▶ **ASSIGNMENT**
Below are entries. Copy exactly the lines running from the line that holds "if dc.ready_state() != RTCDataChannelState::Open" to the line that holds "pub async fn get_stats(&self)", with both ends included.

▶ **DATA UNDER STUDY**
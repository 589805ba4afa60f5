use anyhow::Context;
use bytes::Bytes;
use overlook_protocol::{ChannelMessage, INPUT_CHANNEL_LABEL, IceConfig, TrickleCandidate};
use std::future::Future;
use std::sync::Arc;
use tokio::sync::Mutex;
use tracing::{debug, info, warn};
use webrtc::api::interceptor_registry::register_default_interceptors;
use webrtc::api::media_engine::{MIME_TYPE_OPUS, MediaEngine};
use webrtc::api::{API, APIBuilder};
use webrtc::data_channel::RTCDataChannel;
use webrtc::data_channel::data_channel_init::RTCDataChannelInit;
use webrtc::data_channel::data_channel_message::DataChannelMessage;
use webrtc::data_channel::data_channel_state::RTCDataChannelState;
use webrtc::ice_transport::ice_candidate::RTCIceCandidateInit;
use webrtc::ice_transport::ice_server::RTCIceServer;
use webrtc::interceptor::registry::Registry;
use webrtc::peer_connection::RTCPeerConnection;
use webrtc::peer_connection::configuration::RTCConfiguration;
use webrtc::peer_connection::sdp::session_description::RTCSessionDescription;
use webrtc::rtp_transceiver::rtp_codec::{RTCRtpCodecCapability, RTPCodecType};
use webrtc::track::track_local::TrackLocal;
use webrtc::track::track_local::track_local_static_sample::TrackLocalStaticSample;

use crate::error::WebRtcError;
use crate::events::{EventSender, SessionEvent};
use crate::health::FrameClock;
use crate::signaling::RemoteCandidate;
use crate::video::{self, FrameRenderer};

/// The media side of a session as seen by signaling: take an offer, return
/// an answer, absorb remote candidates.
pub trait RemotePeer: Send + Sync {
    fn accept_offer(&self, sdp: &str) -> impl Future<Output = anyhow::Result<String>> + Send;

    fn add_remote_candidate(
        &self,
        candidate: &RemoteCandidate,
    ) -> impl Future<Output = anyhow::Result<()>> + Send;
}

/// Build the WebRTC API object (codec table + interceptors).
///
/// Unlike a sender we accept whatever the device offers, so the full
/// default codec set is registered.
pub fn build_api() -> Result<API, WebRtcError> {
    let mut media_engine = MediaEngine::default();
    media_engine
        .register_default_codecs()
        .map_err(|e| WebRtcError::FactoryNotInitialized(e.to_string()))?;

    let mut registry = Registry::new();
    registry = register_default_interceptors(registry, &mut media_engine)
        .map_err(|e| WebRtcError::FactoryNotInitialized(e.to_string()))?;

    Ok(APIBuilder::new()
        .with_media_engine(media_engine)
        .with_interceptor_registry(registry)
        .build())
}

pub fn ice_servers(config: &IceConfig) -> Vec<RTCIceServer> {
    let mut servers = Vec::new();
    if !config.stun_urls.is_empty() {
        servers.push(RTCIceServer {
            urls: config.stun_urls.clone(),
            ..Default::default()
        });
    }
    if !config.turn_urls.is_empty() {
        servers.push(RTCIceServer {
            urls: config.turn_urls.clone(),
            username: config.turn_username.clone().unwrap_or_default(),
            credential: config.turn_credential.clone().unwrap_or_default(),
        });
    }
    servers
}

type SharedChannel = Arc<Mutex<Option<Arc<RTCDataChannel>>>>;

/// One peer connection to the device. Built fresh for every connect.
pub struct WebRtcPeer {
    peer_connection: Arc<RTCPeerConnection>,
    data_channel: SharedChannel,
}

impl WebRtcPeer {
    pub async fn new(
        api: &API,
        ice: &IceConfig,
        events: EventSender,
        clock: Arc<FrameClock>,
        renderer: Option<Arc<dyn FrameRenderer>>,
    ) -> anyhow::Result<Self> {
        let config = RTCConfiguration {
            ice_servers: ice_servers(ice),
            ..Default::default()
        };
        let peer_connection = Arc::new(
            api.new_peer_connection(config)
                .await
                .context("Failed to create peer connection")?,
        );

        let state_events = events.clone();
        peer_connection.on_ice_connection_state_change(Box::new(move |state| {
            info!(?state, "ICE connection state changed");
            state_events.send(SessionEvent::IceConnectionState(state));
            Box::pin(async {})
        }));

        let candidate_events = events.clone();
        peer_connection.on_ice_candidate(Box::new(move |candidate| {
            match candidate {
                Some(c) => match c.to_json() {
                    Ok(json) => {
                        candidate_events.send(SessionEvent::LocalCandidate(TrickleCandidate::local(
                            json.candidate,
                            json.sdp_mid,
                            json.sdp_mline_index,
                        )));
                    }
                    Err(e) => warn!("Failed to serialize ICE candidate: {e}"),
                },
                None => {
                    debug!("ICE gathering complete");
                    candidate_events.send(SessionEvent::LocalCandidate(TrickleCandidate::completed()));
                }
            }
            Box::pin(async {})
        }));

        let track_events = events.clone();
        peer_connection.on_track(Box::new(move |track, _receiver, _transceiver| {
            if track.kind() == RTPCodecType::Video {
                tokio::spawn(video::run_remote_video(
                    track,
                    renderer.clone(),
                    Arc::clone(&clock),
                    track_events.clone(),
                ));
            } else {
                debug!(kind = ?track.kind(), "Ignoring non-video remote track");
            }
            Box::pin(async {})
        }));

        let data_channel: SharedChannel = Arc::new(Mutex::new(None));

        // The device may also announce its own channel with the same label.
        let announced = Arc::clone(&data_channel);
        let announced_events = events.clone();
        peer_connection.on_data_channel(Box::new(move |dc| {
            let storage = Arc::clone(&announced);
            let events = announced_events.clone();
            Box::pin(async move {
                if dc.label() == INPUT_CHANNEL_LABEL {
                    info!("Remote announced input data channel");
                    wire_channel(&dc, events);
                    *storage.lock().await = Some(dc);
                }
            })
        }));

        let init = RTCDataChannelInit {
            ordered: Some(true),
            ..Default::default()
        };
        let dc = peer_connection
            .create_data_channel(INPUT_CHANNEL_LABEL, Some(init))
            .await
            .context("Failed to create input data channel")?;
        wire_channel(&dc, events);
        *data_channel.lock().await = Some(dc);

        info!("WebRTC peer connection created");
        Ok(Self {
            peer_connection,
            data_channel,
        })
    }

    /// Add the local microphone as an Opus track. The caller feeds samples.
    pub async fn attach_microphone(&self) -> anyhow::Result<Arc<TrackLocalStaticSample>> {
        let track = Arc::new(TrackLocalStaticSample::new(
            RTCRtpCodecCapability {
                mime_type: MIME_TYPE_OPUS.to_string(),
                clock_rate: 48000,
                channels: 2,
                ..Default::default()
            },
            "audio0".to_string(),
            "stream0".to_string(),
        ));
        let sender = self
            .peer_connection
            .add_track(Arc::clone(&track) as Arc<dyn TrackLocal + Send + Sync>)
            .await
            .context("Failed to add microphone track")?;

        // Interceptors only run while RTCP is being read.
        tokio::spawn(async move { while sender.read_rtcp().await.is_ok() {} });

        info!("Local microphone track added");
        Ok(track)
    }

    pub async fn handle_offer(&self, sdp: &str) -> anyhow::Result<String> {
        debug!("=== OFFER SDP START ===");
        log_sdp("Offer SDP", sdp);
        debug!("=== OFFER SDP END ===");

        let offer =
            RTCSessionDescription::offer(sdp.to_string()).context("Failed to parse SDP offer")?;

        self.peer_connection
            .set_remote_description(offer)
            .await
            .context("Failed to set remote description")?;

        let answer = self
            .peer_connection
            .create_answer(None)
            .await
            .context("Failed to create answer")?;

        self.peer_connection
            .set_local_description(answer.clone())
            .await
            .context("Failed to set local description")?;

        debug!("=== ANSWER SDP START ===");
        log_sdp("Answer SDP", &answer.sdp);
        debug!("=== ANSWER SDP END ===");
        Ok(answer.sdp)
    }

    pub async fn add_ice_candidate(&self, candidate: &RemoteCandidate) -> anyhow::Result<()> {
        let init = RTCIceCandidateInit {
            candidate: candidate.candidate.clone(),
            sdp_mid: candidate.sdp_mid.clone(),
            sdp_mline_index: Some(candidate.sdp_mline_index),
            ..Default::default()
        };

        self.peer_connection
            .add_ice_candidate(init)
            .await
            .context("Failed to add ICE candidate")?;

        debug!(candidate = candidate.candidate, "Remote ICE candidate added");
        Ok(())
    }

    /// Send a binary frame if the input channel is open. Returns whether it
    /// was sent.
    pub async fn send_channel_bytes(&self, data: Vec<u8>) -> anyhow::Result<bool> {
        let dc = self.data_channel.lock().await;
        let Some(dc) = dc.as_ref() else {
            return Ok(false);
        };
        if dc.ready_state() != RTCDataChannelState::Open {
            return Ok(false);
        }
        dc.send(&Bytes::from(data))
            .await
            .context("Failed to send data channel message")?;
        Ok(true)
    }

    pub async fn get_stats(&self) -> webrtc::stats::StatsReport {
        self.peer_connection.get_stats().await
    }

    pub async fn close(&self) -> anyhow::Result<()> {
        if let Some(dc) = self.data_channel.lock().await.take()
            && let Err(e) = dc.close().await
        {
            debug!("Data channel close failed: {e}");
        }
        self.peer_connection
            .close()
            .await
            .context("Failed to close peer connection")?;
        info!("Peer connection closed");
        Ok(())
    }
}

impl RemotePeer for WebRtcPeer {
    async fn accept_offer(&self, sdp: &str) -> anyhow::Result<String> {
        self.handle_offer(sdp).await
    }

    async fn add_remote_candidate(&self, candidate: &RemoteCandidate) -> anyhow::Result<()> {
        self.add_ice_candidate(candidate).await
    }
}

fn wire_channel(dc: &Arc<RTCDataChannel>, events: EventSender) {
    let open_events = events.clone();
    dc.on_open(Box::new(move || {
        info!("Input data channel open");
        open_events.send(SessionEvent::DataChannelOpen);
        Box::pin(async {})
    }));

    dc.on_message(Box::new(move |msg: DataChannelMessage| {
        match serde_json::from_slice::<ChannelMessage>(&msg.data) {
            Ok(message) => {
                events.send(SessionEvent::ChannelMessage(message));
            }
            Err(e) => debug!("Ignoring malformed data channel message: {e}"),
        }
        Box::pin(async {})
    }));
}

fn log_sdp(label: &'static str, sdp: &str) {
    for line in sdp.lines() {
        if line.starts_with("m=")
            || line.starts_with("a=rtpmap:")
            || line.starts_with("a=fmtp:")
            || line.starts_with("a=group:")
            || line.starts_with("a=mid:")
            || line.starts_with("a=candidate:")
        {
            debug!(sdp_line = line, "{label}");
        }
    }
}

#[cfg(test)]
mod tests {
    use super::*;

    #[test]
    fn stun_and_turn_become_separate_servers() {
        let config = IceConfig {
            stun_urls: vec!["stun:stun.example.com:3478".into()],
            turn_urls: vec!["turn:turn.example.com:3478".into()],
            turn_username: Some("user".into()),
            turn_credential: Some("pass".into()),
        };
        let servers = ice_servers(&config);
        assert_eq!(servers.len(), 2);
        assert_eq!(servers[0].urls, vec!["stun:stun.example.com:3478"]);
        assert!(servers[0].username.is_empty());
        assert_eq!(servers[1].username, "user");
        assert_eq!(servers[1].credential, "pass");
    }

    #[test]
    fn no_urls_no_servers() {
        let config = IceConfig {
            stun_urls: Vec::new(),
            ..Default::default()
        };
        assert!(ice_servers(&config).is_empty());
    }

    #[tokio::test]
    async fn fresh_peer_cannot_send_before_channel_opens() {
        let api = build_api().unwrap();
        let (events, _rx) = crate::events::channel(1);
        let peer = WebRtcPeer::new(
            &api,
            &IceConfig {
                stun_urls: Vec::new(),
                ..Default::default()
            },
            events,
            Arc::new(FrameClock::new()),
            None,
        )
        .await
        .unwrap();
        assert!(!peer.send_channel_bytes(b"{}".to_vec()).await.unwrap());
        peer.close().await.unwrap();
    }

    #[tokio::test]
    async fn garbage_offer_is_an_error() {
        let api = build_api().unwrap();
        let (events, _rx) = crate::events::channel(1);
        let peer = WebRtcPeer::new(
            &api,
            &IceConfig::default(),
            events,
            Arc::new(FrameClock::new()),
            None,
        )
        .await
        .unwrap();
        assert!(peer.handle_offer("not an sdp").await.is_err());
        peer.close().await.unwrap();
    }
}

▶ **ANSWER**
        if dc.ready_state() != RTCDataChannelState::Open {
            return Ok(false);
        }
        dc.send(&Bytes::from(data))
            .await
            .context("Failed to send data channel message")?;
        Ok(true)
    }

    pub async fn get_stats(&self) -> webrtc::stats::StatsReport {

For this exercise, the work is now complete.